WORK TO COMPLETE: Your answer must consist of exactly the lines below, starting with the line with "Err(CommandError::Tokenize(_))" and going on through the line with "resolve handler for", and nothing else.

======== TASK DATA

#[cfg(test)]
mod tests {
    use super::*;
    use crate::builtins::{LAST_ADD_RESULT_FIELD, LAST_HELLO_FIELD};
    use crate::session::{SessionState, SharedBuffer, HOSTNAME_FIELD};
    use proptest::prelude::*;
    use std::path::PathBuf;
    use yangcli_dsl::load_schema_sources;

    const SCHEMA: &str = r#"
module t {
  prefix t;
  rpc hello { t:cli-handler "core:hello"; t:cli-usage "hello name=<name>"; description "Say hello"; input { leaf name; } }
  rpc add { description "Add two integers"; input { leaf x; leaf y; } }
  rpc set-hostname { t:cli-handler "core:set-hostname"; input { leaf hostname; } }
  rpc ping { t:cli-handler "core:ping"; t:cli-arg-style positional; }
  rpc dump-state { t:cli-handler "core:dump-state"; t:cli-arg-style positional; t:cli-hidden; description "Dump state"; }
  rpc reboot { description "Reboot"; }
  rpc broken { t:cli-handler "nowhere:fn"; }
  rpc explode { t:cli-handler "test:explode"; }
  rpc fail-late { t:cli-handler "test:fail-late"; }
  container state {
    config false;
    leaf hostname { description "Host name"; }
    leaf route { t:cli-state-handler "core:show-route"; t:cli-completion "ipv4 ipv6 <CR>"; }
    leaf last-hello;
    leaf last-add-result;
  }
}
"#;

    fn interpreter() -> (Interpreter, SharedBuffer) {
        let model = Arc::new(
            load_schema_sources([(PathBuf::from("t.yang"), SCHEMA.to_string())])
                .expect("load")
                .model,
        );
        let mut registry = HandlerRegistry::with_builtins();
        registry
            .register("test:explode", |_: &mut Session, _: Payload| -> anyhow::Result<()> {
                panic!("boom")
            })
            .expect("register");
        registry
            .register("test:fail-late", |session: &mut Session, _: Payload| -> anyhow::Result<()> {
                session.state_mut().set(LAST_HELLO_FIELD, "partial");
                Err(anyhow!("gave up"))
            })
            .expect("register");

        let buf = SharedBuffer::default();
        let session = Session::new(SessionState::for_model(&model), Box::new(buf.clone()));
        (
            Interpreter::new(model, registry, session, InterpreterConfig::default()),
            buf,
        )
    }

    fn state(interp: &Interpreter) -> SessionState {
        interp.session().state().clone()
    }

    struct ClosedOutput;

    impl Write for ClosedOutput {
        fn write(&mut self, _buf: &[u8]) -> std::io::Result<usize> {
            Err(std::io::Error::new(std::io::ErrorKind::BrokenPipe, "closed"))
        }

        fn flush(&mut self) -> std::io::Result<()> {
            Err(std::io::Error::new(std::io::ErrorKind::BrokenPipe, "closed"))
        }
    }

    #[test]
    fn unwritable_output_does_not_end_the_session() {
        let (interp, _buf) = interpreter();
        let model = Arc::clone(&interp.model);
        let session = Session::new(SessionState::for_model(&model), Box::new(ClosedOutput));
        let mut interp = Interpreter::new(
            model,
            HandlerRegistry::with_builtins(),
            session,
            InterpreterConfig::default(),
        );
        assert_eq!(interp.handle_line("nope"), Control::Continue);
        assert_eq!(interp.handle_line("set-hostname hostname=r9"), Control::Continue);
        assert_eq!(interp.handle_line("quit"), Control::Exit);
    }

    #[test]
    fn reserved_words() {
        let (mut interp, _buf) = interpreter();
        assert_eq!(interp.execute("  exit  ").expect("exit"), Control::Exit);
        assert_eq!(interp.execute("quit").expect("quit"), Control::Exit);
        assert_eq!(interp.execute("").expect("blank"), Control::Continue);
    }

    #[test]
    fn show_hostname_reflects_set_hostname() {
        let (mut interp, buf) = interpreter();
        let initial = interp
            .session()
            .state()
            .get(HOSTNAME_FIELD)
            .expect("default hostname")
            .to_string();
        interp.execute("show hostname").expect("show");
        assert_eq!(buf.contents(), format!("state hostname: {initial}\n"));

        interp.execute("set-hostname hostname=foo").expect("set");
        buf.clear();
        interp.execute("show hostname").expect("show");
        assert_eq!(buf.contents(), "state hostname: foo\n");
    }

    #[test]
    fn show_unset_and_unknown_fields() {
        let (mut interp, buf) = interpreter();
        interp.execute("show last-hello").expect("show");
        assert_eq!(buf.contents(), "state last-hello: (unset)\n");

        assert!(matches!(
            interp.execute("show nope"),
            Err(CommandError::UnknownStatusField { .. })
        ));
        assert!(matches!(
            interp.execute("show"),
            Err(CommandError::Usage { .. })
        ));
    }

    #[test]
    fn show_delegates_to_field_handler() {
        let (mut interp, buf) = interpreter();
        interp.execute("show route ipv6").expect("show");
        assert!(buf.contents().starts_with("state route ipv6:"));
    }

    #[test]
    fn kv_dispatch_uses_fallback_when_no_handler() {
        let (mut interp, buf) = interpreter();
        interp.execute("add x=2 y=40").expect("add");
        assert_eq!(buf.contents(), "result=42\n");
        assert_eq!(interp.session().state().get(LAST_ADD_RESULT_FIELD), Some("42"));
    }

    #[test]
    fn later_duplicate_keys_overwrite() {
        let (mut interp, buf) = interpreter();
        interp.execute("hello name=a name=b").expect("hello");
        assert_eq!(buf.contents(), "greeting=Hello, b!\n");
    }

    #[test]
    fn quoted_values_are_single_tokens() {
        let (mut interp, buf) = interpreter();
        interp.execute(r#"hello "name=big world""#).expect("hello");
        assert_eq!(buf.contents(), "greeting=Hello, big world!\n");
    }

    #[test]
    fn malformed_argument_leaves_state_unchanged() {
        let (mut interp, _buf) = interpreter();
        let before = state(&interp);
        for line in [
            "hello name=x oops",
            "hello =x",
            "hello name=a=b",
            "set-hostname hostname=foo junk",
        ] {
            let err = interp.execute(line).expect_err(line);
            assert!(matches!(err, CommandError::MalformedArgument { .. }), "{line}: {err}");
        }
        assert_eq!(state(&interp), before);
    }

    #[test]
    fn unknown_command_leaves_state_unchanged() {
        let (mut interp, buf) = interpreter();
        let before = state(&interp);
        assert_eq!(interp.handle_line("frobnicate x=1"), Control::Continue);
        assert!(buf.contents().contains("Unknown command: frobnicate"));
        assert_eq!(state(&interp), before);
    }

    #[test]
    fn unbalanced_quotes_are_reported() {
        let (mut interp, _buf) = interpreter();
        assert!(matches!(
            interp.execute("hello \"name=x"),
            Err(CommandError::Tokenize(_))
        ));
    }

    #[test]
    fn declared_but_not_implemented() {
        let (mut interp, _buf) = interpreter();
        let err = interp.execute("reboot").expect_err("reboot");
        assert!(matches!(err, CommandError::NotImplemented { .. }));
    }

    #[test]
    fn resolution_failure_is_non_fatal() {
        let (mut interp, buf) = interpreter();
        let before = state(&interp);
        assert_eq!(interp.handle_line("broken"), Control::Continue);
        assert!(buf.contents().contains("cannot resolve handler for rpc 'broken'"));
        assert_eq!(state(&interp), before);
        assert_eq!(interp.handle_line("exit"), Control::Exit);
    }

    #[test]
    fn failing_handler_is_rolled_back() {
        let (mut interp, buf) = interpreter();
        let before = state(&interp);
        assert_eq!(interp.handle_line("fail-late"), Control::Continue);
        assert!(buf.contents().contains("gave up"));
        assert_eq!(state(&interp), before);
    }

    #[test]
    fn panicking_handler_is_reported() {
        let (mut interp, _buf) = interpreter();
        let err = interp.execute("explode").expect_err("explode");
        match err {
            CommandError::HandlerExecution { cause, .. } => {
                assert!(cause.to_string().contains("boom"));
            }
            other => panic!("unexpected error: {other}"),
        }
    }

    #[test]
    fn help_lists_visible_commands_sorted() {
        let (mut interp, buf) = interpreter();
        interp.execute("?").expect("help");
        let text = buf.contents();
        assert!(!text.contains("dump-state"));
        assert!(!text.contains("bash"));
        assert!(text.contains(&format!("  {:<24} - Say hello", "hello name=<name>")));
        let add = text.find("  add").expect("add listed");
        let reboot = text.find("  reboot").expect("reboot listed");
        assert!(add < reboot);
    }

    #[test]
    fn hidden_command_is_still_invocable() {
        let (mut interp, buf) = interpreter();
        interp.execute("dump-state").expect("dump");
        assert!(buf.contents().starts_with("state:\n"));
    }

    #[test]
    fn command_help_prints_usage_and_description() {
        let (mut interp, buf) = interpreter();
        interp.execute("hello ?").expect("help");
        assert_eq!(buf.contents(), "hello name=<name>\n  Say hello\n");

        buf.clear();
        interp.execute("set-hostname help").expect("help");
        assert_eq!(buf.contents(), "set-hostname\n");
    }

    #[test]
    fn shell_passthrough_disabled() {
        let (mut interp, _buf) = interpreter();
        assert!(!interp.builtin_names().contains(&SHELL_COMMAND.to_string()));
        assert!(matches!(interp.execute("bash"), Err(CommandError::Shell(_))));
    }

    #[test]
    fn missing_shell_program_is_non_fatal() {
        let (interp, _buf) = interpreter();
        let Interpreter {
            model,
            registry,
            session,
            ..
        } = interp;
        let mut interp = Interpreter::new(
            model,
            registry,
            session,
            InterpreterConfig {
                shell: Some(PathBuf::from("/definitely/not/a/shell")),
            },
        );
        let err = interp.execute("bash").expect_err("missing shell");
        assert!(err.to_string().contains("not found"), "{err}");
    }

    fn kv_token() -> impl Strategy<Value = String> {
        ("[a-z][a-z0-9]{0,6}", "[a-z0-9.]{0,6}").prop_map(|(k, v)| format!("{k}={v}"))
    }

    proptest! {
        #[test]
        fn one_malformed_token_rejects_the_whole_command(
            good in prop::collection::vec(kv_token(), 0..6),
            bad in "[a-z0-9]{1,8}".prop_filter("help is reserved", |b| b != "help"),
            at in any::<prop::sample::Index>(),
            command in prop::sample::select(vec!["hello", "add", "set-hostname"]),
        ) {
            let (mut interp, _buf) = interpreter();
            let before = state(&interp);

            let mut tokens = good;
            let slot = at.index(tokens.len() + 1);
            tokens.insert(slot, bad);
            let line = format!("{command} {}", tokens.join(" "));

            let is_malformed = matches!(
                interp.execute(&line),
                Err(CommandError::MalformedArgument { .. })
            );
            prop_assert!(is_malformed, "line={}", line);
            prop_assert_eq!(state(&interp), before);
        }
    }

    #[test]
    fn split_key_value_rules() {
        assert_eq!(split_key_value("a=b"), Ok(("a", "b")));
        assert_eq!(split_key_value("a="), Ok(("a", "")));
        assert!(split_key_value("ab").is_err());
        assert!(split_key_value("=b").is_err());
        assert!(split_key_value("a=b=c").is_err());
    }
}
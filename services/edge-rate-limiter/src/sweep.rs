// SPDX-FileCopyrightText: 2025 Hyperpolymath
// SPDX-License-Identifier: PMPL-1.0-or-later

//! Scheduled maintenance sweep.

use crate::limiter::RateLimiter;
use std::sync::Arc;
use std::time::Duration;
use tokio::task::JoinHandle;
use tracing::warn;

/// Run [`RateLimiter::cleanup_old_entries`] every `every` until aborted.
///
/// A failed run is logged and retried on the next tick; request-path checks
/// never wait on the sweep.
pub fn spawn_sweeper(limiter: Arc<RateLimiter>, every: Duration) -> JoinHandle<()> {
    tokio::spawn(async move {
        let mut interval = tokio::time::interval(every);
        interval.set_missed_tick_behavior(tokio::time::MissedTickBehavior::Delay);
        loop {
            interval.tick().await;
            if let Err(e) = limiter.cleanup_old_entries().await {
                warn!(error = %e, "Window record sweep failed");
            }
        }
    })
}
// SPDX-FileCopyrightText: 2025 Hyperpolymath
// SPDX-License-Identifier: PMPL-1.0-or-later

//! Window records and the mutations a transaction may apply to them.

use serde::{Deserialize, Serialize};

/// Counter state for one identifier's current fixed window.
#[derive(Debug, Clone, Copy, PartialEq, Eq, Serialize, Deserialize)]
pub struct WindowRecord {
    /// Requests admitted in the current window
    pub count: u32,
    /// End of the current window (epoch milliseconds)
    pub reset_time: i64,
}

impl WindowRecord {
    /// A freshly opened window holding the request that opened it.
    pub fn fresh(reset_time: i64) -> Self {
        Self {
            count: 1,
            reset_time,
        }
    }

    /// Whether the window is still running at `now`.
    pub fn is_live(&self, now: i64) -> bool {
        now < self.reset_time
    }
}

/// Write decided by the coordinator inside a store transaction.
#[derive(Debug, Clone, Copy, PartialEq, Eq)]
pub enum Mutation {
    /// Overwrite with `{count: 1, reset_time}`.
    Start { reset_time: i64 },
    /// Add one to `count` using the store's atomic increment.
    Increment,
    /// Leave the record untouched.
    Abort,
}

impl Mutation {
    pub fn name(&self) -> &'static str {
        match self {
            Self::Start { .. } => "start",
            Self::Increment => "increment",
            Self::Abort => "abort",
        }
    }

    /// Whether this mutation admits the request.
    pub fn admits(&self) -> bool {
        !matches!(self, Self::Abort)
    }
}

/// Resolved outcome of a store transaction.
#[derive(Debug, Clone, Copy, PartialEq, Eq)]
pub struct Committed {
    /// The mutation that was applied on the final attempt
    pub mutation: Mutation,
    /// Record state after the transaction (the observed state on abort)
    pub record: Option<WindowRecord>,
}

/// Read-only quota report for an identifier.
#[derive(Debug, Clone, Copy, PartialEq, Eq, Serialize, Deserialize)]
pub struct RateLimitStats {
    pub count: u32,
    pub remaining: u32,
    /// Window end in epoch milliseconds, `0` when no window is in effect
    pub reset_at: i64,
}

impl RateLimitStats {
    /// Report for a stored record as seen at `now`.
    ///
    /// An expired window reports as no limit in effect rather than stale data.
    pub fn from_record(record: &WindowRecord, max_requests: u32, now: i64) -> Self {
        if record.is_live(now) {
            Self {
                count: record.count,
                remaining: max_requests.saturating_sub(record.count),
                reset_at: record.reset_time,
            }
        } else {
            Self::unrestricted(max_requests)
        }
    }

    pub fn unrestricted(max_requests: u32) -> Self {
        Self {
            count: 0,
            remaining: max_requests,
            reset_at: 0,
        }
    }

    /// Milliseconds until the window resets, `0` if none is in effect.
    pub fn retry_after_ms(&self, now: i64) -> u64 {
        if self.reset_at == 0 {
            return 0;
        }
        (self.reset_at - now).max(0) as u64
    }
}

================

OUTPUT FOR THIS TASK:
            Err(CommandError::Tokenize(_))
        ));
    }

    #[test]
    fn declared_but_not_implemented() {
        let (mut interp, _buf) = interpreter();
        let err = interp.execute("reboot").expect_err("reboot");
        assert!(matches!(err, CommandError::NotImplemented { .. }));
    }

    #[test]
    fn resolution_failure_is_non_fatal() {
        let (mut interp, buf) = interpreter();
        let before = state(&interp);
        assert_eq!(interp.handle_line("broken"), Control::Continue);
        assert!(buf.contents().contains("cannot resolve handler for rpc 'broken'"));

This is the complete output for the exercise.